And it was glorious.


Conference representation was at a premium, whereas in 2024 two conferences evenly split the eight-team field, in 2025 six conferences and an independent team without a conference made up the field, and only one conference fielded multiple teams.


The field of eight had a No. 4 seed, just the fourth such team to reach Omaha since the NCAA Tournament field expanded to 64 teams in 1999. That team ended up on the wrong end of a no-hitter, but a no-hitter was tossed for the first time since 1960 and for only the third time in the history of the College World Series.


Of course there was a rain delay and postponement, which is typical in Omaha during this time of year. We can be grateful there was only one bad weather day, some years have not been as fortunate.


Viewers were treated to multiple walk-offs, some with the season on the line and on one gut-wrenching occasion a season ended the moment the winning run touched home plate.


There were on-field player confrontations where teammates held one another accountable in the heat of the moment.


There were tips of the cap by hitters to defenders who made great plays, an ultimate sign of sportsmanship and showing appreciation for great play and hustle.


There were too many names to mention them all, but there were memorable names to be sure. Names like Zion and King, Kamau and Pluta, Thorndyke and Skirka, Mihalakis and Kmatz, Tague and Mistone, Caden Bodine and Gage Wood, and two guys named Aloy.


There was a team that played five games in the 2025 College World Series, and won all five.


The two teams in the College World Series Finals never lost a game in getting there, and therefore no games were played on either Thursday or Friday, the stage having been set late on Wednesday.
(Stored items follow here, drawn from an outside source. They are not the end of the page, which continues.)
#[cfg(feature = "audio-cpal")]
mod cpal_output {
    use std::collections::HashMap;
    use std::sync::{mpsc, Arc};
    use std::thread::JoinHandle;

    use cpal::{
        traits::{DeviceTrait, HostTrait, StreamTrait},
        SampleFormat, Stream, StreamConfig,
    };
    use crossbeam_channel::{bounded, Receiver, Sender};
    use parking_lot::Mutex;
    use tracing::{debug, error, info, warn};

    use super::{EndedCallback, OutputContext, OutputDevice, PlaybackBuffer};
    use crate::error::{DuplexError, Result};

    /// The system speaker.
    #[derive(Debug, Clone, Default)]
    pub struct CpalOutput {
        /// Output device name; `None` selects the system default.
        pub preferred_device: Option<String>,
    }

    impl CpalOutput {
        pub fn new() -> Self {
            Self::default()
        }
    }

    impl OutputDevice for CpalOutput {
        fn create_context(&self) -> Result<Box<dyn OutputContext>> {
            let ctx = CpalOutputContext::open(self.preferred_device.clone())?;
            Ok(Box::new(ctx))
        }
    }

    /// What the render callback reads from.
    #[derive(Default)]
    struct Voice {
        samples: Vec<f32>,
        position: usize,
        token: u64,
        active: bool,
        /// Finished token the dispatcher has not accepted yet.
        undelivered: Option<u64>,
    }

    impl Voice {
        /// Fill `data` with interleaved frames. Returns the buffer's token
        /// when this call rendered its last sample.
        fn render(&mut self, data: &mut [f32], channels: usize) -> Option<u64> {
            for frame in data.chunks_mut(channels.max(1)) {
                let sample = if self.active && self.position < self.samples.len() {
                    let s = self.samples[self.position];
                    self.position += 1;
                    s
                } else {
                    0.0
                };
                frame.fill(sample);
            }
            if self.active && self.position >= self.samples.len() {
                self.active = false;
                return Some(self.token);
            }
            None
        }

        /// Hand finished tokens to the dispatcher without blocking. A full
        /// channel keeps the newest token for the next callback.
        fn notify(&mut self, finished: Option<u64>, ended_tx: &Sender<u64>) {
            if let Some(token) = self.undelivered.take() {
                if let Err(e) = ended_tx.try_send(token) {
                    if finished.is_none() {
                        self.undelivered = Some(e.into_inner());
                        return;
                    }
                    error!(token, "ended notification superseded before delivery");
                }
            }
            if let Some(token) = finished {
                if ended_tx.try_send(token).is_err() {
                    error!(token, "ended notification channel full, retrying");
                    self.undelivered = Some(token);
                }
            }
        }
    }

    type PendingMap = Arc<Mutex<HashMap<u64, EndedCallback>>>;

    struct CpalOutputContext {
        sample_rate: u32,
        voice: Arc<Mutex<Voice>>,
        pending: PendingMap,
        next_token: u64,
        release_tx: Option<mpsc::Sender<()>>,
        device_thread: Option<JoinHandle<()>>,
        dispatch_thread: Option<JoinHandle<()>>,
    }

    impl CpalOutputContext {
        fn open(preferred: Option<String>) -> Result<Self> {
            let voice = Arc::new(Mutex::new(Voice::default()));
            let pending: PendingMap = Arc::new(Mutex::new(HashMap::new()));
            // Tokens of buffers that ran to completion.
            let (ended_tx, ended_rx) = bounded::<u64>(16);
            let (open_tx, open_rx) = mpsc::channel::<Result<u32>>();
            let (release_tx, release_rx) = mpsc::channel::<()>();

            let voice_cb = Arc::clone(&voice);
            let device_thread = std::thread::Builder::new()
                .name("playback-device".into())
                .spawn(move || {
                    let stream = match open_stream(voice_cb, ended_tx, preferred.as_deref()) {
                        Ok((stream, rate)) => {
                            let _ = open_tx.send(Ok(rate));
                            stream
                        }
                        Err(e) => {
                            let _ = open_tx.send(Err(e));
                            return;
                        }
                    };
                    let _ = release_rx.recv();
                    drop(stream);
                    debug!("output stream released");
                })?;

            let sample_rate = match open_rx.recv() {
                Ok(Ok(rate)) => rate,
                Ok(Err(e)) => {
                    let _ = device_thread.join();
                    return Err(e);
                }
                Err(_) => {
                    return Err(DuplexError::AudioStream(
                        "playback thread exited before opening the device".into(),
                    ))
                }
            };

            let dispatch_pending = Arc::clone(&pending);
            let dispatch_thread = std::thread::Builder::new()
                .name("playback-ended".into())
                .spawn(move || dispatch_ended(ended_rx, dispatch_pending))?;

            Ok(Self {
                sample_rate,
                voice,
                pending,
                next_token: 0,
                release_tx: Some(release_tx),
                device_thread: Some(device_thread),
                dispatch_thread: Some(dispatch_thread),
            })
        }
    }

    /// Runs callbacks off the audio thread. Exits when the stream is gone.
    fn dispatch_ended(ended_rx: Receiver<u64>, pending: PendingMap) {
        for token in ended_rx.iter() {
            let callback = pending.lock().remove(&token);
            if let Some(on_ended) = callback {
                on_ended();
            }
        }
    }

    impl OutputContext for CpalOutputContext {
        fn sample_rate(&self) -> u32 {
            self.sample_rate
        }

        fn play(&mut self, buffer: PlaybackBuffer, on_ended: EndedCallback) -> Result<()> {
            self.next_token += 1;
            let token = self.next_token;

            // Register before the callback can observe the new voice. The
            // replaced buffer never ends on its own, so its callback goes.
            {
                let mut pending = self.pending.lock();
                pending.clear();
                pending.insert(token, on_ended);
            }

            let mut voice = self.voice.lock();
            voice.samples = buffer.samples;
            voice.position = 0;
            voice.token = token;
            voice.active = true;
            Ok(())
        }

        fn stop(&mut self) {
            {
                let mut voice = self.voice.lock();
                voice.active = false;
                voice.samples.clear();
                voice.position = 0;
                voice.undelivered = None;
            }
            self.pending.lock().clear();
        }

        fn close(mut self: Box<Self>) {
            self.stop();
            drop(self);
        }
    }

    impl Drop for CpalOutputContext {
        fn drop(&mut self) {
            if let Some(tx) = self.release_tx.take() {
                let _ = tx.send(());
            }
            if let Some(thread) = self.device_thread.take() {
                if thread.join().is_err() {
                    warn!("playback device thread panicked");
                }
            }
            if let Some(thread) = self.dispatch_thread.take() {
                // Dropped from inside an `on_ended` callback: the dispatcher
                // exits on its own once the stream is gone.
                if thread.thread().id() == std::thread::current().id() {
                    return;
                }
                if thread.join().is_err() {
                    warn!("playback dispatch thread panicked");
                }
            }
        }
    }

    fn select_device(host: &cpal::Host, preferred: Option<&str>) -> Result<cpal::Device> {
        if let Some(preferred_name) = preferred {
            if let Ok(mut devices) = host.output_devices() {
                if let Some(device) = devices.find(|d| {
                    d.name().map(|n| n == preferred_name).unwrap_or(false)
                }) {
                    return Ok(device);
                }
            }
            warn!("preferred output device '{}' not found, falling back", preferred_name);
        }
        host.default_output_device().ok_or(DuplexError::NoOutputDevice)
    }

    fn open_stream(
        voice: Arc<Mutex<Voice>>,
        ended_tx: Sender<u64>,
        preferred: Option<&str>,
    ) -> Result<(Stream, u32)> {
        let host = cpal::default_host();
        let device = select_device(&host, preferred)?;

        let supported = device
            .default_output_config()
            .map_err(|e| DuplexError::AudioDevice(e.to_string()))?;
        let sample_rate = supported.sample_rate();

        // The mixer renders f32; find an f32 config at the default rate.
        let supported = if supported.sample_format() == SampleFormat::F32 {
            supported
        } else {
            device
                .supported_output_configs()
                .map_err(|e| DuplexError::AudioDevice(e.to_string()))?
                .find(|range| {
                    range.sample_format() == SampleFormat::F32
                        && range.min_sample_rate() <= sample_rate
                        && range.max_sample_rate() >= sample_rate
                })
                .map(|range| range.with_sample_rate(sample_rate))
                .ok_or_else(|| {
                    DuplexError::AudioDevice("no f32 output configuration available".into())
                })?
        };

        let channels = supported.channels().max(1) as usize;
        let config: StreamConfig = supported.config();

        info!(
            device = device.name().unwrap_or_default().as_str(),
            sample_rate = config.sample_rate.0,
            channels,
            "opening output device"
        );

        let stream = device
            .build_output_stream(
                &config,
                move |data: &mut [f32], _info: &cpal::OutputCallbackInfo| {
                    // Never wait on play() or stop() from the audio thread.
                    let Some(mut voice) = voice.try_lock() else {
                        data.fill(0.0);
                        return;
                    };
                    let finished = voice.render(data, channels);
                    voice.notify(finished, &ended_tx);
                },
                |err| error!("audio output stream error: {err}"),
                None,
            )
            .map_err(|e| DuplexError::AudioStream(e.to_string()))?;

        stream
            .play()
            .map_err(|e| DuplexError::AudioStream(e.to_string()))?;

        Ok((stream, config.sample_rate.0))
    }

    #[cfg(test)]
    mod tests {
        use super::*;

        fn voice_with(samples: Vec<f32>, token: u64) -> Voice {
            Voice {
                samples,
                token,
                active: true,
                ..Voice::default()
            }
        }

        #[test]
        fn render_duplicates_mono_across_channels_and_reports_the_end() {
            let mut voice = voice_with(vec![0.5, -0.5, 0.25], 7);
            let mut data = [1.0f32; 4];
            assert_eq!(voice.render(&mut data, 2), None);
            assert_eq!(data, [0.5, 0.5, -0.5, -0.5]);

            let mut data = [1.0f32; 4];
            assert_eq!(voice.render(&mut data, 2), Some(7));
            assert_eq!(data, [0.25, 0.25, 0.0, 0.0]);

            let mut data = [1.0f32; 4];
            assert_eq!(voice.render(&mut data, 2), None);
            assert_eq!(data, [0.0; 4]);
        }

        #[test]
        fn full_channel_keeps_the_token_for_the_next_callback() {
            let (tx, rx) = bounded::<u64>(1);
            tx.send(99).unwrap();

            let mut voice = voice_with(vec![0.1], 3);
            let mut data = [0.0f32; 2];
            let finished = voice.render(&mut data, 1);
            voice.notify(finished, &tx);
            assert_eq!(voice.undelivered, Some(3));

            assert_eq!(rx.recv().unwrap(), 99);
            let finished = voice.render(&mut data, 1);
            assert_eq!(finished, None);
            voice.notify(finished, &tx);
            assert_eq!(voice.undelivered, None);
            assert_eq!(rx.try_recv().unwrap(), 3);
        }

        #[test]
        fn dispatcher_runs_only_registered_callbacks() {
            let pending: PendingMap = Arc::new(Mutex::new(HashMap::new()));
            let (fired_tx, fired_rx) = mpsc::channel::<u64>();
            for token in [1u64, 2] {
                let fired_tx = fired_tx.clone();
                pending
                    .lock()
                    .insert(token, Box::new(move || fired_tx.send(token).unwrap()));
            }
            let (tx, rx) = bounded::<u64>(4);
            tx.send(2).unwrap();
            tx.send(5).unwrap();
            drop(tx);

            dispatch_ended(rx, Arc::clone(&pending));
            assert_eq!(fired_rx.try_iter().collect::<Vec<_>>(), vec![2]);
            assert!(pending.lock().contains_key(&1));
        }
    }
}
Then there was Kade Anderson. Perhaps the best pitcher in the field, or in the nation for that matter, delivered a 1-0 complete game shutout in the first game of the College World Series Finals to put his team a win away from immortality.


Asked after the game how often he had imagined that moment, how many times in his life he had imagined pitching LSU toward a championship, Anderson gave perhaps the most honest and human answer of all, "Probably every night."


On the other side of that equation, Coastal Carolina head coach Kevin Schnall was brutally honest when he stated after the 1-0 loss, "If it was going to be easy there would be more than one national champion."


In what turned out to be the final game of the 2025 season, a head coach and a first base coach from the same team were both ejected in the first inning of the game mere moments apart. These are ejections that will spill over into the season that awaits us next.


But the two teams battled. As one would expect in this 75th iteration of the event in Omaha that featured so much.


Toward the end, there was the stopper. Brought in with a runner on base protecting a 5-3 lead, tasked with recording eight outs to secure the title. Chase Shores threw 27 pitches, 22 of them for strikes. He faced eight batters and vanquished all eight of them, the final two outs coming on a 4-6-3 game-ending, title-clinching double play executed to perfection giving way to a celebration that 307 teams envisioned for themselves when the season opened in mid-February.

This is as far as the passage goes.